▶ ACTIVITY: Determine how many lines in the listing below include "MarkupKind", and answer with only that number.

▶ DATASET RECORDS:
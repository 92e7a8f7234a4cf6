//! Hover documentation for catalog variables

use super::document::position;
use crate::catalog::Catalog;
use crate::parser::word_at;
use crate::types::VariableSpec;
use tower_lsp::lsp_types::{Hover, HoverContents, MarkupContent, MarkupKind, Range};

/// Markdown shown when hovering a variable name
pub fn hover_markdown(spec: &VariableSpec, catalog: &Catalog) -> String {
    let mut sections = vec![
        format!("## {}", spec.name),
        format!("**Version**: Octopus {}", catalog.version()),
    ];

    if let Some(url) = catalog.doc_url_for(spec) {
        sections.push(format!("[View Online Documentation]({})", url));
        sections.push("---".to_string());
    }

    sections.push(format!("**Type**: {}", spec.var_type));
    if !spec.default.is_empty() {
        sections.push(format!("**Default Value**: `{}`", spec.default.join(", ")));
    }
    if !spec.section.is_empty() {
        sections.push(format!("**Section**: {}", spec.section));
    }
    if !spec.description.is_empty() {
        sections.push(format!("**Description**: {}", spec.description_text()));
    }

    if spec.has_options() {
        sections.push("**Valid Values**:".to_string());
        let options: Vec<String> = spec
            .options
            .iter()
            .map(|opt| format!("- `{}` ({})", opt.name, opt.value))
            .collect();
        sections.push(options.join("\n"));
    }

    let mut md = sections.join("\n\n");
    md.push_str("\n\n");
    md
}

/// Hover for the word at `char_col` on `line`, if it names a known variable
pub fn hover_at(line_index: usize, line: &str, char_col: usize, catalog: &Catalog) -> Option<Hover> {
    let (word, start, end) = word_at(line, char_col)?;
    let spec = catalog.get(&word)?;

    Some(Hover {
        contents: HoverContents::Markup(MarkupContent {
            kind: MarkupKind::Markdown,
            value: hover_markdown(spec, catalog),
        }),
        range: Some(Range {
            start: position(line_index, line, start),
            end: position(line_index, line, end),
        }),
    })
}
//! Octopus Language Server
//!
//! Run with: octopus-lsp
//!
//! Speaks LSP on stdin/stdout. Logs go to stderr, filtered by `OCTOPUS_LOG`.

use octopus_tools::lsp::run_lsp_server;

#[tokio::main]
async fn main() {
    run_lsp_server().await;
}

▶ EXPECTED ANSWER: 2